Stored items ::
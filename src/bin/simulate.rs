use std::error::Error;
use std::process;
use std::thread;
use std::time::Duration;

use clap::{ArgAction, Parser};
use rand::SeedableRng;
use rand::rngs::StdRng;
use tracing::{info, warn};

use unotable::{
    Bot, HUMAN_SEAT, HumanBot, ScriptedBot, Table, TurnPhase, describe_action, format_card,
    render_state,
};

const DEFAULT_SEED: u64 = 0xDEC0_1DED_5EED_F00D;

#[derive(Parser, Debug)]
#[command(
    name = "simulate",
    about = "Play a four-seat game against three scripted opponents."
)]
struct Args {
    /// Seed for dealing and opponent color choices
    #[arg(short = 's', long = "seed", default_value_t = DEFAULT_SEED)]
    seed: u64,

    /// Play seat 0 interactively instead of letting the scripted policy play it
    #[arg(long = "human", action = ArgAction::SetTrue)]
    human: bool,

    /// Show the table and each chosen action
    #[arg(long = "visualize", action = ArgAction::SetTrue)]
    visualize: bool,

    /// Pause before each opponent turn, in milliseconds
    #[arg(long = "think-ms", default_value_t = 0)]
    think_ms: u64,

    /// Stop after this many turns
    #[arg(long = "max-turns", default_value_t = 5_000)]
    max_turns: u64,

    /// Enable debug logging (RUST_LOG overrides)
    #[arg(short, long, action = ArgAction::SetTrue)]
    verbose: bool,
}

fn main() {
    let args = Args::parse();
    let filter = std::env::var("RUST_LOG")
        .unwrap_or_else(|_| String::from(if args.verbose { "debug" } else { "warn" }));
    tracing_subscriber::fmt().with_env_filter(filter).init();

    if let Err(err) = run(args) {
        eprintln!("Error: {err}");
        process::exit(1);
    }
}

fn run(args: Args) -> Result<(), Box<dyn Error>> {
    let mut table = Table::new(args.seed)?;
    let mut seat_zero: Box<dyn Bot> = if args.human {
        Box::new(HumanBot::default())
    } else {
        Box::new(ScriptedBot::new(StdRng::seed_from_u64(args.seed ^ 0x9E37_79B9)))
    };

    info!(seed = args.seed, human = args.human, "starting game");
    loop {
        let session = table.session();
        if session.turn() >= args.max_turns {
            println!("Max turn limit {} reached. Stopping.", args.max_turns);
            break;
        }
        match session.phase() {
            TurnPhase::GameOver => break,
            TurnPhase::AwaitingHumanAction => {
                let view = session.state_view(HUMAN_SEAT)?;
                let action = seat_zero.select_action(&view);
                if args.visualize && !args.human {
                    println!("{}", render_state(&view));
                    println!("Seat 0: {}\n", describe_action(&view, &action));
                }
                if let Err(err) = table.submit(&action) {
                    if args.human {
                        println!("Nothing happened: {err}");
                    } else {
                        warn!(error = %err, "scripted seat 0 play rejected, drawing instead");
                        table.draw_one()?;
                    }
                }
            }
            TurnPhase::AwaitingOpponentAction => {
                let Some(activation) = table.schedule_opponent() else {
                    continue;
                };
                if args.think_ms > 0 {
                    thread::sleep(Duration::from_millis(args.think_ms));
                }
                let before = table.session().state_view(activation.seat)?;
                table.resolve(activation)?;
                if args.visualize || args.human {
                    let after = table.session();
                    let summary = if after.top_card() != before.top_card() {
                        after
                            .top_card()
                            .map(|card| format!("played {}", format_card(*card)))
                            .unwrap_or_default()
                    } else {
                        String::from("drew a card")
                    };
                    println!("Seat {} {summary}", activation.seat);
                }
            }
        }
    }

    match table.session().winner() {
        Some(winner) => println!("Game finished. Winner: Seat {winner}."),
        None => println!("Game stopped before completion."),
    }
    Ok(())
}
use std::fmt::Write;

use crate::action::Action;
use crate::card::{Card, Rank};
use crate::state::{GameStatus, SessionView};
use crate::turn::Direction;

/// Customize state rendering for CLI visualization.
#[derive(Clone, Copy, Debug)]
pub struct VisualOptions {
    /// How many discard cards to show, top last.
    pub discard_depth: usize,
    pub show_hand_indices: bool,
}

impl Default for VisualOptions {
    fn default() -> Self {
        Self {
            discard_depth: 3,
            show_hand_indices: true,
        }
    }
}

pub fn render_state(state: &SessionView) -> String {
    render_state_with_options(state, VisualOptions::default())
}

pub fn render_state_with_options(state: &SessionView, options: VisualOptions) -> String {
    let mut out = String::new();
    let status = match state.status {
        GameStatus::Ongoing => String::from("Ongoing"),
        GameStatus::Finished { winner } => format!("Finished (winner: Seat {winner})"),
    };
    let _ = writeln!(out, "Game status: {status}");
    let _ = writeln!(out, "Phase: {:?}", state.phase);
    let direction = match state.direction {
        Direction::Clockwise => "clockwise",
        Direction::CounterClockwise => "counter-clockwise",
    };
    let _ = writeln!(
        out,
        "Current seat: {}{}  |  Direction: {direction}",
        state.current_seat,
        if state.is_my_turn() { " (You)" } else { "" }
    );
    let discard = state
        .discard_top(options.discard_depth)
        .iter()
        .map(|card| format_card(*card))
        .collect::<Vec<_>>()
        .join(" ");
    let _ = writeln!(
        out,
        "Draw pile: {}  |  Discard: [{discard}]  |  Active color: {}",
        state.draw_pile_count,
        state.active_color.name()
    );
    if state.pending_color_choice {
        let _ = writeln!(out, "Waiting for a wild color choice");
    }
    let _ = writeln!(out, "Seats:");
    for seat in &state.seats {
        let label_you = if seat.seat == state.self_seat {
            " (You)"
        } else {
            ""
        };
        let current_tag = if seat.is_current { " <- current" } else { "" };
        let _ = writeln!(
            out,
            "  Seat {}{} - {} cards{}",
            seat.seat, label_you, seat.hand_size, current_tag
        );
    }
    if state.hand.is_empty() {
        let _ = writeln!(out, "Hand: (empty)");
    } else {
        let entries = state
            .hand
            .iter()
            .enumerate()
            .map(|(idx, card)| {
                if options.show_hand_indices {
                    format!("{idx}:{}", format_card(*card))
                } else {
                    format_card(*card)
                }
            })
            .collect::<Vec<_>>()
            .join("  ");
        let _ = writeln!(out, "Hand: {entries}");
    }
    out
}

pub fn describe_action(state: &SessionView, action: &Action) -> String {
    match action {
        Action::Play {
            hand_indices,
            chosen_color,
        } => {
            let cards = hand_indices
                .iter()
                .map(|index| {
                    state
                        .hand
                        .get(*index)
                        .map(|card| format_card(*card))
                        .unwrap_or_else(|| format!("hand[{index}]"))
                })
                .collect::<Vec<_>>()
                .join(" + ");
            match chosen_color {
                Some(color) => format!("Play {cards} calling {}", color.name()),
                None => format!("Play {cards}"),
            }
        }
        Action::Draw => String::from("Draw a card"),
    }
}

pub fn format_card(card: Card) -> String {
    let rank = match card.rank() {
        Rank::Number(value) => value.to_string(),
        Rank::Skip => String::from("Skip"),
        Rank::Reverse => String::from("Rev"),
        Rank::DrawTwo => String::from("+2"),
        Rank::Wild => String::from("Wild"),
        Rank::WildDrawFour => String::from("Wild+4"),
    };
    match card.color() {
        Some(color) => format!("{}{rank}", &color.name()[..1]),
        None => rank,
    }
}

What the task requires :: Read the data above. Pull out each line in which the string "writeln" appears.

Solution to the exercise ::
    let _ = writeln!(out, "Game status: {status}");
    let _ = writeln!(out, "Phase: {:?}", state.phase);
    let _ = writeln!(
    let _ = writeln!(
        let _ = writeln!(out, "Waiting for a wild color choice");
    let _ = writeln!(out, "Seats:");
        let _ = writeln!(
        let _ = writeln!(out, "Hand: (empty)");
        let _ = writeln!(out, "Hand: {entries}");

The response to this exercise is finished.